Le scene di stupro nell'arte assumono forme romantiche che mascherano l'efferatezza del crimine che era un crimine anche all'ora ma che non è mai rappresentato come tale. Un atto estremo, violento e inaccettabile commesso da dei ed eroi di battaglie che nelle narrazioni artistiche diventa l'esercizio di un diritto divino e nel caso dei secondi di un volere divino. Tutto ciò ha contribuito alla nascita e all'alimentazione della cultura dello stupro nella società di oggi: possiamo prendere la storia di Medusa e applicarla a casi di violenza sessuale più o meno recenti, in cui le vittime vengono punite, allontanate e non credute, incolpate per come erano vestite o perché erano fuori casa.
Non è poi così sorprendente infatti che nessuna artista donna abbia mai rappresentato lo stupro in una versione patinata, erotica, eroica o romantica. Artemisia Gentileschi per esempio dipinse diverse storie di violenza sessuale ma lo fece empatizzando con la vittima e rappresentando in modo commovente la vulnerabilità di lei e l'angoscia che si sperimenta in una violenza sessuale.
Consapevole, forse, che ieri come oggi le immagini hanno potere e non riflettono semplicemente la realtà, possono anche influenzarla.
Lo stupro è stato un soggetto pittorico stuzzicante ed erotico per molti artisti e, in quasi tutte le sue interpretazioni, la violenza sessuale è romanticizzata, resa affascinante e non rappresentata come l'atto sordido che è. La violenza sessuale e l'aggressione a scopo di stupro sono state spesso elaborate come forme del tutto accettabili di accoppiamento (pensiamo al "Ratto delle Sabine") ma quando lo stupratore era perfino un dio, la narrazione del mito veniva manipolata per mostrarre una vittima grata, che valuta l'atto come un onore. Nella migliore delle ipotesi, cioè per chi la apprezza da lontano, l'arte è sempre stata una zona grigia rispetto ai temi sociali e politici ma è invece uno strumento immensamente potente e non solo per gli addetti ai lavori, sopratutto lo è per artisti e mecenati. Il più delle volte trasmette messaggi politici precisi, commenta quanto accade in modo schierato e attira l'attenzione sulle cause in cui crede l'artista che la produce. Ma, evidentemente, prima di tutto l'arte è ciò che si vede: quindi il soggetto che l'artista sceglie.
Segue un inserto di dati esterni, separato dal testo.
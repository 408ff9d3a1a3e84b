use std::sync::Arc;
use std::time::Duration;

use actix_web::web::{self, Data};
use actix_web::{App, HttpRequest, HttpResponse, HttpServer};
use anyhow::{Context, Result};
use log::{info, warn};
use openssl::ssl::SslAcceptorBuilder;
use sd_notify::NotifyState;

use crate::api::{self, Response};

use super::context::ServerContext;
use super::handlers;

pub struct RestfulServer {
    bind: String,

    ssl: Option<SslAcceptorBuilder>,
    ctx: Arc<ServerContext>,

    keep_alive_secs: Option<u64>,
    workers: Option<u64>,
}

impl RestfulServer {
    pub fn new(bind: String, ctx: Arc<ServerContext>) -> Self {
        Self {
            bind,
            ssl: None,
            ctx,
            keep_alive_secs: None,
            workers: None,
        }
    }

    pub fn set_ssl(&mut self, ssl: SslAcceptorBuilder) {
        self.ssl = Some(ssl);
    }

    pub fn set_keep_alive_secs(&mut self, keep_alive_secs: u64) {
        self.keep_alive_secs = Some(keep_alive_secs);
    }

    pub fn set_workers(&mut self, workers: u64) {
        self.workers = Some(workers);
    }

    pub async fn run(mut self) -> Result<()> {
        let ctx = self.ctx.clone();
        let mut srv = HttpServer::new(move || {
            App::new()
                .app_data(Data::new(ctx.clone()))
                .route(api::TOKEN_PATH, web::get().to(handlers::token::get_token))
                .route(api::WHOAMI_PATH, web::get().to(handlers::user::get_whoami))
                .route(api::NAV_PATH, web::get().to(handlers::nav::get_nav))
                .route(api::CANI_PATH, web::get().to(handlers::nav::get_cani))
                .route(api::ROUTES_PATH, web::get().to(handlers::routes::get_routes))
                .service(
                    web::scope(api::PAGES_PATH)
                        .route("{path:.*}", web::get().to(handlers::pages::get_page)),
                )
                .route(
                    api::HEALTHZ_PATH,
                    web::get().to(handlers::healthz::get_healthz),
                )
                .default_service(web::route().to(Self::default_handler))
        });

        if let Some(ssl) = self.ssl.take() {
            info!("Binding to https://{}", self.bind);
            srv = srv.bind_openssl(&self.bind, ssl).context("bind with ssl")?
        } else {
            warn!("Using HTTP (without SSL). THIS IS DANGEROUS, DO NOT USE IN PRODUCTION");
            info!("Binding to http://{}", self.bind);
            srv = srv.bind(&self.bind).context("bind without ssl")?
        };

        if let Some(keep_alive) = self.keep_alive_secs {
            srv = srv.keep_alive(Duration::from_secs(keep_alive));
        }
        if let Some(workers) = self.workers {
            srv = srv.workers(workers as usize);
        }

        sd_notify::notify(true, &[NotifyState::Ready]).context("notify systemd")?;
        info!("Starting restful server");
        srv.run().await.context("run server")?;

        info!("Server stopped by user");
        Ok(())
    }

    async fn default_handler(req: HttpRequest) -> HttpResponse {
        let path = req.uri().path().to_string();
        let method = req.method().as_str().to_string();
        let resp: Response<()> = Response::not_found(format!("No route to {method} {path}"));
        HttpResponse::NotFound().json(resp)
    }
}
use chrono::{Local, Utc};

const SECOND: u64 = 1;
const MINUTE: u64 = 60 * SECOND;
const HOUR: u64 = 60 * MINUTE;
const DAY: u64 = 24 * HOUR;
const WEEK: u64 = 7 * DAY;
const MONTH: u64 = 30 * DAY;
const YEAR: u64 = 365 * DAY;

/// Returns the current unix timestamp, in seconds.
pub fn current_timestamp() -> u64 {
    Utc::now().timestamp() as u64
}

/// Formats a timestamp into a human-readable duration string, e.g.
/// "2 hours ago", "last week". Returns "never" for 0 and "now" for anything
/// less than 30 seconds ago.
pub fn format_since(time: u64) -> String {
    if time == 0 {
        return String::from("never");
    }
    let now = Local::now().timestamp() as u64;
    let duration = now.saturating_sub(time);

    let unit: &str;
    let value: u64;
    if duration < MINUTE {
        unit = "second";
        if duration < 30 {
            return String::from("now");
        }
        value = duration;
    } else if duration < HOUR {
        unit = "minute";
        value = duration / MINUTE;
    } else if duration < DAY {
        unit = "hour";
        value = duration / HOUR;
    } else if duration < WEEK {
        unit = "day";
        value = duration / DAY;
    } else if duration < MONTH {
        unit = "week";
        value = duration / WEEK;
    } else if duration < YEAR {
        unit = "month";
        value = duration / MONTH;
    } else {
        unit = "year";
        value = duration / YEAR;
    }

    if value > 1 {
        format!("{value} {unit}s ago")
    } else {
        format!("last {unit}")
    }
}

#[cfg(test)]
mod tests {
    use super::*;

    #[test]
    fn test_format_since() {
        assert_eq!(format_since(0), "never");

        let now = current_timestamp();
        assert_eq!(format_since(now), "now");
        assert_eq!(format_since(now - 2 * MINUTE), "2 minutes ago");
        assert_eq!(format_since(now - HOUR), "last hour");
        assert_eq!(format_since(now - 3 * DAY), "3 days ago");
        assert_eq!(format_since(now - 2 * YEAR), "2 years ago");
    }
}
L'accesso illimitato al menù culturale degli antichi greci e romani iniziato nel Rinascimento ha aperto il vaso di Pandora dei racconti esotici ed erotici degli dei e delle loro imprese, buone o cattive, esemplari o indegne che fossero. Mentre il manifesto della Chiesa promuoveva, da un lato, nient'altro che il messaggio cristiano monoteistico - non ci sarebbero mai stati dei né tantomeno dee – chi della Chiesa faceva parte fu più che felice di condonare e incoraggiare l'uso di antiche leggende e miti per veicolare messaggi sordidi o schierarsi politicamente attraverso pproduzioni artistiche eccellenti di cui poi spesso ricevevano in regalo enormi esemplari.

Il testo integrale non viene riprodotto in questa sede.